Magazin

Müjde Ar: Türkiye’nin ahlakını çok bozdum

Kadın ve Aileden Sorumlu Devlet Bakanı Kavaf’ın, “Türk aile yapısını bozan bazı dizilere şifre konulmalı” açıklamasına Müjde Ar'dan da tepki geldi.

03 Ekim 2009 03:00

Kadın ve Aileden Sorumlu Devlet Bakanı Selma Aliye Kavaf’ın geçen haftasonu, “Türk aile yapısını bozan bazı dizilere şifre konulmalı” açıklamasına Müjde Ar'dan da tepki geldi.

Müjde Ar, NTV’de Önder Açıkbaş ile birlikte sunmaya başladığı, ‘Güzel Haberler’ programında Kavaf’a espriyle karışık tepki gösterdi. Çektiği 80 filmde bolca öpüşme ve sevişme sahnesinin olduğunu söyleyen Ar, şu ifadeleri kullandı: 

'80 filmin 60'ında benim ırzıma geçiliyor...'

“Demek ki, ben Türkiye’nin ahlakını çok bozdum. Çünkü, oynadığım 80 filmin 60’ında benim ırzıma geçiliyor. Bunların içinde en aklımda kalan, etkilendiğim benim Faruk Peker’le çektiğim cam sahnesiydi. Gençlik benim cam sahnemle büyüdü. Gel de bu gençlikten hayır bekle... Bunlar nasıl hırsız ve uğursuz olmasınlar?”

Ar, Peker’in ‘İffet’ filminde kendisini cama sıkıştırıp tecavüze yeltendiği sahneleri de gösterdi. 80’li yıllarda çekilen tecavüz sahnelerini sansür korkusuyla kısa kestiklerini belirten Ar, şunları söyledi: “Bu film, itiraf ediyorum; 80 ve 90’lı yıllardaki banka hortumlanmasının nedenidir.

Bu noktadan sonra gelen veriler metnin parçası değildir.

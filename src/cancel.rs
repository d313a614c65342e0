use std::{
    panic::{catch_unwind, AssertUnwindSafe},
    sync::{
        atomic::{AtomicBool, Ordering},
        mpsc, Arc,
    },
};

use crate::error::{PipelineError, Result, Stage};

/// Shared flag polled by long-running stages between their phases.
#[derive(Debug, Clone, Default)]
pub struct CancellationToken(Arc<AtomicBool>);

impl CancellationToken {
    pub fn new() -> Self {
        Self::default()
    }

    pub fn cancel(&self) {
        self.0.store(true, Ordering::SeqCst);
    }

    pub fn is_cancelled(&self) -> bool {
        self.0.load(Ordering::SeqCst)
    }

    pub fn check(&self, stage: Stage, circuit: &str) -> Result<()> {
        if self.is_cancelled() {
            Err(PipelineError::Cancelled {
                stage,
                circuit: circuit.to_string(),
            })
        } else {
            Ok(())
        }
    }
}

/// A stage running on the rayon pool.
pub struct BackgroundTask<T> {
    stage: Stage,
    circuit: String,
    token: CancellationToken,
    receiver: mpsc::Receiver<Result<T>>,
}

impl<T: Send + 'static> BackgroundTask<T> {
    pub fn spawn<F>(stage: Stage, circuit: &str, f: F) -> Self
    where
        F: FnOnce(&CancellationToken) -> Result<T> + Send + 'static,
    {
        let token = CancellationToken::new();
        let (sender, receiver) = mpsc::channel();
        let task_token = token.clone();
        let task_circuit = circuit.to_string();
        rayon::spawn(move || {
            // a panic inside a rayon job would abort the process
            let result = catch_unwind(AssertUnwindSafe(|| f(&task_token))).unwrap_or_else(|_| {
                Err(PipelineError::Backend {
                    stage,
                    circuit: task_circuit,
                    message: "stage panicked".to_string(),
                })
            });
            // the receiver may already be gone
            let _ = sender.send(result);
        });
        Self {
            stage,
            circuit: circuit.to_string(),
            token,
            receiver,
        }
    }

    pub fn token(&self) -> &CancellationToken {
        &self.token
    }

    pub fn cancel(&self) {
        self.token.cancel();
    }

    /// Blocks until the stage finishes, fails or observes the cancellation.
    pub fn join(self) -> Result<T> {
        self.receiver.recv().unwrap_or_else(|_| {
            Err(PipelineError::Backend {
                stage: self.stage,
                circuit: self.circuit.clone(),
                message: "background task terminated without a result".to_string(),
            })
        })
    }
}

#[cfg(test)]
mod tests {
    use std::sync::mpsc;

    use super::*;

    #[test]
    fn test_token() {
        let token = CancellationToken::new();
        assert!(token.check(Stage::Setup, "a_square").is_ok());
        let clone = token.clone();
        clone.cancel();
        assert!(token.is_cancelled());
        assert!(token
            .check(Stage::Setup, "a_square")
            .unwrap_err()
            .is_cancelled());
    }

    #[test]
    fn test_background_task() {
        let task = BackgroundTask::spawn(Stage::Compilation, "c", |_| Ok(21 * 2));
        assert_eq!(task.join().unwrap(), 42);
    }

    #[test]
    fn test_background_task_cancel() {
        let (started_tx, started_rx) = mpsc::channel();
        let (release_tx, release_rx) = mpsc::channel::<()>();
        let task = BackgroundTask::spawn(Stage::Setup, "c", move |token| {
            started_tx.send(()).unwrap();
            release_rx.recv().unwrap();
            token.check(Stage::Setup, "c")?;
            Ok(())
        });
        started_rx.recv().unwrap();
        task.cancel();
        release_tx.send(()).unwrap();
        let err = task.join().unwrap_err();
        assert!(err.is_cancelled());
        assert_eq!(err.stage(), Some(Stage::Setup));
    }

    #[test]
    fn test_background_task_panic() {
        let task: BackgroundTask<()> =
            BackgroundTask::spawn(Stage::Setup, "c", |_| panic!("boom"));
        assert!(matches!(task.join(), Err(PipelineError::Backend { .. })));
    }
}
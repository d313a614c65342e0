pub mod artifact;
pub mod ast;
pub mod bin_loader;
pub mod cache;
pub mod cancel;
pub mod catalog;
pub mod circuit;
pub mod compiler;
pub mod config;
pub mod deploy;
pub mod error;
pub mod export;
pub mod parser;
pub mod pipeline;
pub mod protocol;
pub mod provenance;
pub mod r1cs;
pub mod scalar;
pub mod witness;

pub use artifact::CompiledArtifact;
pub use catalog::{CircuitCatalog, CircuitDefinition};
pub use config::{PipelineConfig, ProofSystem};
pub use error::{PipelineError, Result, Stage};
pub use pipeline::{CompileOptions, Pipeline, PipelineRun};
pub use protocol::{KeyPair, Proof, ProvingBackend, SpartanBackend, VerificationKey};
pub use witness::{Argument, Witness};

// Catalog, Compiler, TrustedSetup, Prover, Verifier
//
// Circuit(private, public) -> outputs
// R1CS: Circuit(private, public) = outputs

// 1. Catalog
// name -> CircuitDefinition (source, signature, contract name)
//
// 2. Compiler
// CircuitDefinition -> CompiledArtifact (program, provenance)
//
// 3. TrustedSetup
// CompiledArtifact -> R1CS -> Gens, Commitment
// => KeyPair (bound to the artifact id)
//
// 4. Prover
// CompiledArtifact, Arguments -> Witness (outputs, public statement)
// ProvingKey, Witness -> Proof
//
// 5. Verifier
// VerificationKey, Proof, public statement -> accept / reject
// VerificationKey -> VerifierArtifact (direct, wrapped) -> DeploymentUnit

Çünkü, filmi izleyen o dönemin genç ve dinamik iş adamları ve yatırımcıları milletin tavuk gibi nasıl kafasını kopartacaklarını düşünüp bankaları batırdılar.

‘Cem Uzan da etkilenmiş’

Hatta, son tahlilde Cem Uzan’ın da bu sahneden etkilenip banka batırdığı ve yurtdışına kaçtığı söyleniyor. Selma Hanım, kadın ve aileden sorumlu, bıraksın da aileyle, kadınla uğraşsın. Bir de öpüşme ve sevişme bakanlığı kurulsun ve başına da beni getirsinler.”
 
‘Sezen, üçüncü dublede Başbakan’ı arar’

Ar, geçen hafta “İki duble attın mı, tamam. Üçüncüsünde tutmayın, önüme gelene numaramı veririm” diyen yakın arkadaşı Sezen Aksu’ya laf attı. Aksu’nun Kürt açılımına destek vermek için Başbakan Erdoğan’ı telefonla aramasını diline dolayan Ar, şunları söyledi: “Sezen ilk kadehte altın saatini verir. İkinci kadehte isteyene telefonunu verir. Üçüncü kadehte de Başbakan’ı arar. Bayramda Sezen’in evine gittim. Bu bana dedi ki; bana bak bu Kürt meselesi çıkmaza girdi hadi gel Başbakan’ı bu sefer beraber arayalım. ‘Aman falan’ dedim. Dinlemez biliyorsun kimseyi. Dedim ki, ‘Emine Hanım kızmasın. Yok o bana alışkın veriyor, hemen telefona’ dedi. Hakikaten iki de bir de arıyormuş. Neyse biz aradık karşımıza çıka çıka Kevin Costner çıktı. Ama yerleşmiş ayol Başbakanlığa.”